▶ [Activity] Where the listing below has a line with "filename arbor/src/path/parse.rs", write out exactly that line and every line after it, stopping after the line with "Whitespace means exactly".

▶ [Material provided]
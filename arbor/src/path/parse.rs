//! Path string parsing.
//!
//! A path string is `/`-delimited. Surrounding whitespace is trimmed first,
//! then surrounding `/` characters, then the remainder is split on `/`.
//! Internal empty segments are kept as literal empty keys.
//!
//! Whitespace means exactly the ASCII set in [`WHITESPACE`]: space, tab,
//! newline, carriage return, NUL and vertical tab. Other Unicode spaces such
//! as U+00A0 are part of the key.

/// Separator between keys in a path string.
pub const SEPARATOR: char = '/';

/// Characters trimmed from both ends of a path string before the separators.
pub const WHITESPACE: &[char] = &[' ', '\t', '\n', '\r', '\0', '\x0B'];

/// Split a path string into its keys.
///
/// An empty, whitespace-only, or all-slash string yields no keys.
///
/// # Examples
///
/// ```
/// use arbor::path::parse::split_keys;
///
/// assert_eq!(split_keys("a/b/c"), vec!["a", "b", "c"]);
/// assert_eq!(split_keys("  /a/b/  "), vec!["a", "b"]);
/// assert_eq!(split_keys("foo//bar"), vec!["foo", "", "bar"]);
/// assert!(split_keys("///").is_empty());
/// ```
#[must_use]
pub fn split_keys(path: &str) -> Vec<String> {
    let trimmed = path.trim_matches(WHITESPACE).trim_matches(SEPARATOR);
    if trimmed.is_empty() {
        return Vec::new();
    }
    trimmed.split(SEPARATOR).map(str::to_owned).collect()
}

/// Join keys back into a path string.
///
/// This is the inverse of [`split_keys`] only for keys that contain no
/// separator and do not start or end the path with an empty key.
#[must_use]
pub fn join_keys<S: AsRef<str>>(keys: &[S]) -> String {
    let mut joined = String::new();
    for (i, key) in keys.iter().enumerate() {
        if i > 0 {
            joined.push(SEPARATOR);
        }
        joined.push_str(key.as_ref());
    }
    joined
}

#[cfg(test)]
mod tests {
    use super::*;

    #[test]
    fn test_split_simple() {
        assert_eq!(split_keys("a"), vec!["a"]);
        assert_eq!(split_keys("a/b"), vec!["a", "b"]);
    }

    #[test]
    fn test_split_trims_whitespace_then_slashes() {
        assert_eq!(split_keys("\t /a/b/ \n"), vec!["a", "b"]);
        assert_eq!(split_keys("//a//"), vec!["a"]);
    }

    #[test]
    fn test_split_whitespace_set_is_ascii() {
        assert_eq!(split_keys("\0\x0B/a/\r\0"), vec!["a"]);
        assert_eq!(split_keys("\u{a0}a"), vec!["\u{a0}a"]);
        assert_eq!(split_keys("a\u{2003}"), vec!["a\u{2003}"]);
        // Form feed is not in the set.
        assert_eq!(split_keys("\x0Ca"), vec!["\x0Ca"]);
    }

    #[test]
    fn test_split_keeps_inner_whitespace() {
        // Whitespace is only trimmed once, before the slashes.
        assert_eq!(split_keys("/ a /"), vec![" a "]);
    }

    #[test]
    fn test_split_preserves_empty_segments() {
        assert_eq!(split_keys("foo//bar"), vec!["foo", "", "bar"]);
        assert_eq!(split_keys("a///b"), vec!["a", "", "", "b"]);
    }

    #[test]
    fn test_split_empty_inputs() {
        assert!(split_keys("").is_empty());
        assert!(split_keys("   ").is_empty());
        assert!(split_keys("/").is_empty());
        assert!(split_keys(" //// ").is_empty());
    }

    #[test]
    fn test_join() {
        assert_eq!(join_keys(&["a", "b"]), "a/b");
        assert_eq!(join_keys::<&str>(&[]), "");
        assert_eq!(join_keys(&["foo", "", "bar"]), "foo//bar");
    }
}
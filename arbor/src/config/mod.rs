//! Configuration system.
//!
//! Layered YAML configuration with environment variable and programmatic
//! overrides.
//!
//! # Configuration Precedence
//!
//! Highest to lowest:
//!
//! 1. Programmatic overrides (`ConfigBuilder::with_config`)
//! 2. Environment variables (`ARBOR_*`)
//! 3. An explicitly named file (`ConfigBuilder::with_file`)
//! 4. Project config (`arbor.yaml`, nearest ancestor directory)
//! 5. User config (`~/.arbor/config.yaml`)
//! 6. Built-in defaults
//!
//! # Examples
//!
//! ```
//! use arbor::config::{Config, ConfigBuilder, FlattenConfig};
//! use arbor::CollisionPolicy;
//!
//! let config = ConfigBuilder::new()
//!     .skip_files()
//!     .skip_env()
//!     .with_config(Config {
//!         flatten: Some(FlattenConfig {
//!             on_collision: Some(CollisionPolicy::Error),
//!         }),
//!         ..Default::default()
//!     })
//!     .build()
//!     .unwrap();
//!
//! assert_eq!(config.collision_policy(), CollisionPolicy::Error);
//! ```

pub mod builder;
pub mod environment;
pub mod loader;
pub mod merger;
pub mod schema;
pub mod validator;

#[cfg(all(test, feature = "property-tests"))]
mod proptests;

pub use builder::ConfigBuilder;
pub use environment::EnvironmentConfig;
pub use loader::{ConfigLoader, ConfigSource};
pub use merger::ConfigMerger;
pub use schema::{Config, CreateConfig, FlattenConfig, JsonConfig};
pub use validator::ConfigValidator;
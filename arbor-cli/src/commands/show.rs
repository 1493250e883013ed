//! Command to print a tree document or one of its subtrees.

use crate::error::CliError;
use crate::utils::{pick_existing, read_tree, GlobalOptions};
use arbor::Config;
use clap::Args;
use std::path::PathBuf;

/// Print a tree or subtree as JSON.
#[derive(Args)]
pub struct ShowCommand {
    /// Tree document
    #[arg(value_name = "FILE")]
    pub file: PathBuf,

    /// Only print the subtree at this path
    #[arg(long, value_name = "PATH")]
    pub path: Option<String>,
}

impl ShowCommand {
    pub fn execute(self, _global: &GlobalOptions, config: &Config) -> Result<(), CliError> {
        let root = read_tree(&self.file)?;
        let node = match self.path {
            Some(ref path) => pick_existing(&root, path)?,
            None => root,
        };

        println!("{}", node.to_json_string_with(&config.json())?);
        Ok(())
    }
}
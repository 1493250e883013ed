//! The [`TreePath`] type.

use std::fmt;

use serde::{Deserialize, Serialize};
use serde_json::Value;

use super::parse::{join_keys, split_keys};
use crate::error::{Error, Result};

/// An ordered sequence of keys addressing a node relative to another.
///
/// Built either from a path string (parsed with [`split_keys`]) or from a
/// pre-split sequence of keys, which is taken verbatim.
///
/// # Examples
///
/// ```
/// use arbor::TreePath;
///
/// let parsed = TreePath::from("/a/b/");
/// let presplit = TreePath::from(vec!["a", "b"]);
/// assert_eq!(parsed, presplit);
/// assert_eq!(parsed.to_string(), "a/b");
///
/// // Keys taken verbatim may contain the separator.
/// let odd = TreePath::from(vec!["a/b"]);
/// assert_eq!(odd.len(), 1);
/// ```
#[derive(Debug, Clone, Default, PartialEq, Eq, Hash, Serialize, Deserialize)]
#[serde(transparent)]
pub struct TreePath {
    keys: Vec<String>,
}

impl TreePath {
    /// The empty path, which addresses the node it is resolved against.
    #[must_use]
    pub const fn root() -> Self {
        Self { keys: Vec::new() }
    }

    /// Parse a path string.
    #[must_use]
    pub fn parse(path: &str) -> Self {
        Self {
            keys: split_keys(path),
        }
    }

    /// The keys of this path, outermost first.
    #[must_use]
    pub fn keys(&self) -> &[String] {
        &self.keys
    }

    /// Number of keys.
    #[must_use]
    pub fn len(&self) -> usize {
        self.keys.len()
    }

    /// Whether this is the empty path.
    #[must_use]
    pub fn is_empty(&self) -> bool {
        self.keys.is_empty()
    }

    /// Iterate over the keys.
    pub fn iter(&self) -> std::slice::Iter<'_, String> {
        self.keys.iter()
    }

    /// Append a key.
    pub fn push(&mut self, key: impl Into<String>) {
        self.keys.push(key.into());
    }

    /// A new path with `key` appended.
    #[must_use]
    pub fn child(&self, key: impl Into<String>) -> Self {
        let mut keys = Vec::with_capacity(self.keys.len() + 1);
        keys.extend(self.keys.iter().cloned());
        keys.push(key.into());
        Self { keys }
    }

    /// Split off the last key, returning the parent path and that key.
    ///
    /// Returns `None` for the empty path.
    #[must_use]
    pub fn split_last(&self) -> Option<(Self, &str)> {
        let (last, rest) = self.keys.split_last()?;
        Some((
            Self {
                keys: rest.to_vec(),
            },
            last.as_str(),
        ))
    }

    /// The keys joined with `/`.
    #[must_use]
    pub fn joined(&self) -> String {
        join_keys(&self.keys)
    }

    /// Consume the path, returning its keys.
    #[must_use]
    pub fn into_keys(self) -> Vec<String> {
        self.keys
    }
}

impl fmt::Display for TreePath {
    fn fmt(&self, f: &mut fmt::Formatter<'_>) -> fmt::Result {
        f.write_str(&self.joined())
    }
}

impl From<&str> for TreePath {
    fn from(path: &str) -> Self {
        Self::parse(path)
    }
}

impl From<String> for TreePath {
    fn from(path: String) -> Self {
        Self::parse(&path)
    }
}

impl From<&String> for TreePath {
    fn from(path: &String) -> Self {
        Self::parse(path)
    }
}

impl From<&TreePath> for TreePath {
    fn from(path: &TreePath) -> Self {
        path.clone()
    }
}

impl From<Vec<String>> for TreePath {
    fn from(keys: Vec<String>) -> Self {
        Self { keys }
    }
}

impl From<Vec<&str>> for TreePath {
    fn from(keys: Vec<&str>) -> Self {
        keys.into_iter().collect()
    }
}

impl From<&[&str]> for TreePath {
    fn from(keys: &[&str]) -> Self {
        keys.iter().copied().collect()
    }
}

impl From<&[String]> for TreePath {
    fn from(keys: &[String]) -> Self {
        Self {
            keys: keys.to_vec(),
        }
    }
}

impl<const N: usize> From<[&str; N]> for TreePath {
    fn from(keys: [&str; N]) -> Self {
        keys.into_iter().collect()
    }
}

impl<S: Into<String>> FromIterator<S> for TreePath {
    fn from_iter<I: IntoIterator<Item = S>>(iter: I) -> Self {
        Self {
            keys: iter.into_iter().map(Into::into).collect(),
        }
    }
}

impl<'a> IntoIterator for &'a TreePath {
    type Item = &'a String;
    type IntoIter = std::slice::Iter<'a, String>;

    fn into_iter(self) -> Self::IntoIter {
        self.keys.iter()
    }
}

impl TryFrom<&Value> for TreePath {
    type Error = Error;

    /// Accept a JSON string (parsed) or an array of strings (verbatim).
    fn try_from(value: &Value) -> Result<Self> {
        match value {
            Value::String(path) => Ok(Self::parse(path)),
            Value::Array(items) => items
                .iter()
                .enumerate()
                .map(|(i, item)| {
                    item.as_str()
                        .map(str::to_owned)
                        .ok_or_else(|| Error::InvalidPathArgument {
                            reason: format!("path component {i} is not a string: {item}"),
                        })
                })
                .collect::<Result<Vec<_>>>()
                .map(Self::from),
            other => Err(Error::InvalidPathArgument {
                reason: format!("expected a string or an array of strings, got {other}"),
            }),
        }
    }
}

--

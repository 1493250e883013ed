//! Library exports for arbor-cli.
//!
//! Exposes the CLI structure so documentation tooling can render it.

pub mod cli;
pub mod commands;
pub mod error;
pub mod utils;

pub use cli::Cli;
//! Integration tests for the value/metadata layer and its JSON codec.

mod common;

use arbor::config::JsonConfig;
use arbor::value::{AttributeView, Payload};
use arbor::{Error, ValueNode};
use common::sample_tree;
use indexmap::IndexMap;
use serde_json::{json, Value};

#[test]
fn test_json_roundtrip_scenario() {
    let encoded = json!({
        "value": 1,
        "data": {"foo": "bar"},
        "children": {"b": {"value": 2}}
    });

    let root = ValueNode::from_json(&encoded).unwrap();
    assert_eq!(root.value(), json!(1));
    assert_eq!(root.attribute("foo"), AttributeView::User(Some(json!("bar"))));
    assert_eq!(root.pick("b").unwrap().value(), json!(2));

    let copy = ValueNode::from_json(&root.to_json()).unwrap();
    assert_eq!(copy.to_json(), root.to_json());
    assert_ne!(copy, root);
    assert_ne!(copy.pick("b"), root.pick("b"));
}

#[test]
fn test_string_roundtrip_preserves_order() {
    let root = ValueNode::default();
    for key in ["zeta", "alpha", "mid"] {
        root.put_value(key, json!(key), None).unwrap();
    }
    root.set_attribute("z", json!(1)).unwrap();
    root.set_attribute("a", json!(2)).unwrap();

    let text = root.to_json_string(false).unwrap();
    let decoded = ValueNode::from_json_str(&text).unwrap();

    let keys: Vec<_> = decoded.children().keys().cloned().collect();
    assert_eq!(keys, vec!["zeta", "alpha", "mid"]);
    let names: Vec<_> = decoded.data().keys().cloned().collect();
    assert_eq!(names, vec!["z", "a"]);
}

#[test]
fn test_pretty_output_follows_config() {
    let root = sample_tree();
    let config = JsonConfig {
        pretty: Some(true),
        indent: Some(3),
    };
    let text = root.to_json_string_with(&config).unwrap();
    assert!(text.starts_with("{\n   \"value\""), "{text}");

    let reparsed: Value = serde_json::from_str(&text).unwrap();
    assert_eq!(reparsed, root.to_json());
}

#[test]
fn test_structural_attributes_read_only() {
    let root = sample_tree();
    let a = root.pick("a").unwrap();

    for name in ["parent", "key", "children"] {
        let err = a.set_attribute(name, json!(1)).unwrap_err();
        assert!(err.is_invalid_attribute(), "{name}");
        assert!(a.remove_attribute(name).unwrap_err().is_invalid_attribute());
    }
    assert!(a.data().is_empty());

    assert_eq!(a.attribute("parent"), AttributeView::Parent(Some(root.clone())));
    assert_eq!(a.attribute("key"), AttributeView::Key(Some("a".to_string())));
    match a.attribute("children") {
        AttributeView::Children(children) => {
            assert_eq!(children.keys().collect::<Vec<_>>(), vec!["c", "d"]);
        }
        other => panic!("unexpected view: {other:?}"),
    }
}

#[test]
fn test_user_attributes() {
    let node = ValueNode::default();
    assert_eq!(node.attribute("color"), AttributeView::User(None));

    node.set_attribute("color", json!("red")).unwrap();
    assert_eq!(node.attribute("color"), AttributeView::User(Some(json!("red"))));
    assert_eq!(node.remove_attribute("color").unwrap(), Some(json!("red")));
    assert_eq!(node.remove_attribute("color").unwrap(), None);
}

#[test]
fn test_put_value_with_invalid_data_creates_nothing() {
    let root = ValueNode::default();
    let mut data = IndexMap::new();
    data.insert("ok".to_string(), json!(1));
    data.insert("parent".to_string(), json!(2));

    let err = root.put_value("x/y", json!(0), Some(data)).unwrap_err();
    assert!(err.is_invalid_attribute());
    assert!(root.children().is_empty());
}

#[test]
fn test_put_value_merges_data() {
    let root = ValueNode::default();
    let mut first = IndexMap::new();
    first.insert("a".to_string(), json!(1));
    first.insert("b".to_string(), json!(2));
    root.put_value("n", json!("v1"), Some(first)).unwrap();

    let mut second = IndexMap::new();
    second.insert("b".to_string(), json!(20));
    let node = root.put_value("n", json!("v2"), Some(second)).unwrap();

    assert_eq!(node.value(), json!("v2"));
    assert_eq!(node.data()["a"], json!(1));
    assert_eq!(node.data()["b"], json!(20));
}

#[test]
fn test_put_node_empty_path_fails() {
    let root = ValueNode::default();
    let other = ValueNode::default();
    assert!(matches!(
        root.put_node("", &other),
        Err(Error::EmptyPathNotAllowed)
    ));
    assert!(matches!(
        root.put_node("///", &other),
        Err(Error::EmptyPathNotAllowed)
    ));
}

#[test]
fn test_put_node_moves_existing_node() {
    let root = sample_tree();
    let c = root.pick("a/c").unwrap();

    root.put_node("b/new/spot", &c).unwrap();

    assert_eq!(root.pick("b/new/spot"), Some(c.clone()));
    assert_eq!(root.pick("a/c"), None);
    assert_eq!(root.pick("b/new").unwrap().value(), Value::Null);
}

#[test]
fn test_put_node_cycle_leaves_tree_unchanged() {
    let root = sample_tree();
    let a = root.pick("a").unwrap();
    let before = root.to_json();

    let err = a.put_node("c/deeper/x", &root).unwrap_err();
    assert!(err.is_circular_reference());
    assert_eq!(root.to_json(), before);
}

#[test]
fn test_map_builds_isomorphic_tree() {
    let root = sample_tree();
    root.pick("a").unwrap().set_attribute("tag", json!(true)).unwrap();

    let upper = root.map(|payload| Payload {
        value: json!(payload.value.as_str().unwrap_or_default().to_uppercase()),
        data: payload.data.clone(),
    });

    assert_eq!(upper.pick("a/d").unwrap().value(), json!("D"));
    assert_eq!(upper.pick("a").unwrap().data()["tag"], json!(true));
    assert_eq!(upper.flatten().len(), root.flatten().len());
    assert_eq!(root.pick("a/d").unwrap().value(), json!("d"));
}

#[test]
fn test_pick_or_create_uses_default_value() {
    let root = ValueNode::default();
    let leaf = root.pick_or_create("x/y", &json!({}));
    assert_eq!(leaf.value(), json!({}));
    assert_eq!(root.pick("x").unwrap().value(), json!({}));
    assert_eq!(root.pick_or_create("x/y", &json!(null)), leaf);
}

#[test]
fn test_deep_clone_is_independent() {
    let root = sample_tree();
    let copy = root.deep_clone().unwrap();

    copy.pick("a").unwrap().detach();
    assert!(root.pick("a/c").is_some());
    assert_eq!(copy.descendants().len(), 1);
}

▶ [Solution for this problem]
filename arbor/src/path/parse.rs
//! Path string parsing.
//!
//! A path string is `/`-delimited. Surrounding whitespace is trimmed first,
//! then surrounding `/` characters, then the remainder is split on `/`.
//! Internal empty segments are kept as literal empty keys.
//!
//! Whitespace means exactly the ASCII set in [`WHITESPACE`]: space, tab,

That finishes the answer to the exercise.